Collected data
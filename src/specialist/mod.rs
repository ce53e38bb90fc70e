//! Specialists - domain handlers that score and answer queries
//!
//! Routers only see the [`Specialist`] trait. The built-in implementation is
//! [`PatternSpecialist`], assembled from a declarative [`SpecialistProfile`];
//! other kinds plug in through [`SpecialistRegistry`].

mod pattern;
mod registry;

pub use pattern::{PatternSpecialist, SpecialistBuilder, SpecialistProfile};
pub use registry::{SpecialistConstructor, SpecialistRegistry};

use std::collections::HashMap;
use std::sync::Arc;

use async_trait::async_trait;
use serde::{Deserialize, Serialize};
use serde_json::{Map, Value};

use crate::core::pattern::Pattern;
use crate::error::Result;

/// Specialists keyed by id
pub type SpecialistMap = HashMap<String, Arc<dyn Specialist>>;

/// Per-query information passed to routers and specialists
#[derive(Debug, Clone, Default)]
pub struct QueryContext {
    pub domain_id: String,
    pub metadata: Map<String, Value>,
}

impl QueryContext {
    pub fn new(domain_id: impl Into<String>) -> Self {
        Self {
            domain_id: domain_id.into(),
            metadata: Map::new(),
        }
    }
}

/// What a specialist returns for one query
#[derive(Debug, Clone, Default, PartialEq, Serialize, Deserialize)]
pub struct SpecialistResponse {
    pub specialist_id: String,
    pub confidence: f32,
    /// May include synthetic patterns that are not in any store
    pub patterns: Vec<Pattern>,
    pub raw_answer: String,
    #[serde(default)]
    pub metadata: Map<String, Value>,
}

impl SpecialistResponse {
    pub fn new(specialist_id: impl Into<String>, confidence: f32) -> Self {
        Self {
            specialist_id: specialist_id.into(),
            confidence: confidence.clamp(0.0, 1.0),
            ..Default::default()
        }
    }

    pub fn with_patterns(mut self, patterns: Vec<Pattern>) -> Self {
        self.patterns = patterns;
        self
    }

    pub fn with_answer(mut self, answer: impl Into<String>) -> Self {
        self.raw_answer = answer.into();
        self
    }
}

#[async_trait]
pub trait Specialist: Send + Sync {
    fn id(&self) -> &str;

    /// How well this specialist fits the query, in [0, 1]
    fn can_handle(&self, query: &str) -> f32;

    async fn process_query(&self, query: &str, ctx: &QueryContext) -> Result<SpecialistResponse>;

    /// Visible text for a response
    ///
    /// Empty when a downstream enricher is expected to supply the text.
    fn format_response(&self, response: &SpecialistResponse) -> String;
}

• **TRY IT**
Repeat each of the entries exactly.

• **WORKED SOLUTION**
filename src/specialist/mod.rs
repository ce53e38bb90fc70e
//! Specialists - domain handlers that score and answer queries
//!
//! Routers only see the [`Specialist`] trait. The built-in implementation is
//! [`PatternSpecialist`], assembled from a declarative [`SpecialistProfile`];
//! other kinds plug in through [`SpecialistRegistry`].

mod pattern;
mod registry;

pub use pattern::{PatternSpecialist, SpecialistBuilder, SpecialistProfile};
pub use registry::{SpecialistConstructor, SpecialistRegistry};

use std::collections::HashMap;
use std::sync::Arc;

use async_trait::async_trait;
use serde::{Deserialize, Serialize};
use serde_json::{Map, Value};

use crate::core::pattern::Pattern;
use crate::error::Result;

/// Specialists keyed by id
pub type SpecialistMap = HashMap<String, Arc<dyn Specialist>>;

/// Per-query information passed to routers and specialists
#[derive(Debug, Clone, Default)]
pub struct QueryContext {
    pub domain_id: String,
    pub metadata: Map<String, Value>,
}

impl QueryContext {
    pub fn new(domain_id: impl Into<String>) -> Self {
        Self {
            domain_id: domain_id.into(),
            metadata: Map::new(),
        }
    }
}

/// What a specialist returns for one query
#[derive(Debug, Clone, Default, PartialEq, Serialize, Deserialize)]
pub struct SpecialistResponse {
    pub specialist_id: String,
    pub confidence: f32,
    /// May include synthetic patterns that are not in any store
    pub patterns: Vec<Pattern>,
    pub raw_answer: String,
    #[serde(default)]
    pub metadata: Map<String, Value>,
}

impl SpecialistResponse {
    pub fn new(specialist_id: impl Into<String>, confidence: f32) -> Self {
        Self {
            specialist_id: specialist_id.into(),
            confidence: confidence.clamp(0.0, 1.0),
            ..Default::default()
        }
    }

    pub fn with_patterns(mut self, patterns: Vec<Pattern>) -> Self {
        self.patterns = patterns;
        self
    }

    pub fn with_answer(mut self, answer: impl Into<String>) -> Self {
        self.raw_answer = answer.into();
        self
    }
}

#[async_trait]
pub trait Specialist: Send + Sync {
    fn id(&self) -> &str;

    /// How well this specialist fits the query, in [0, 1]
    fn can_handle(&self, query: &str) -> f32;

    async fn process_query(&self, query: &str, ctx: &QueryContext) -> Result<SpecialistResponse>;

    /// Visible text for a response
    ///
    /// Empty when a downstream enricher is expected to supply the text.
    fn format_response(&self, response: &SpecialistResponse) -> String;
}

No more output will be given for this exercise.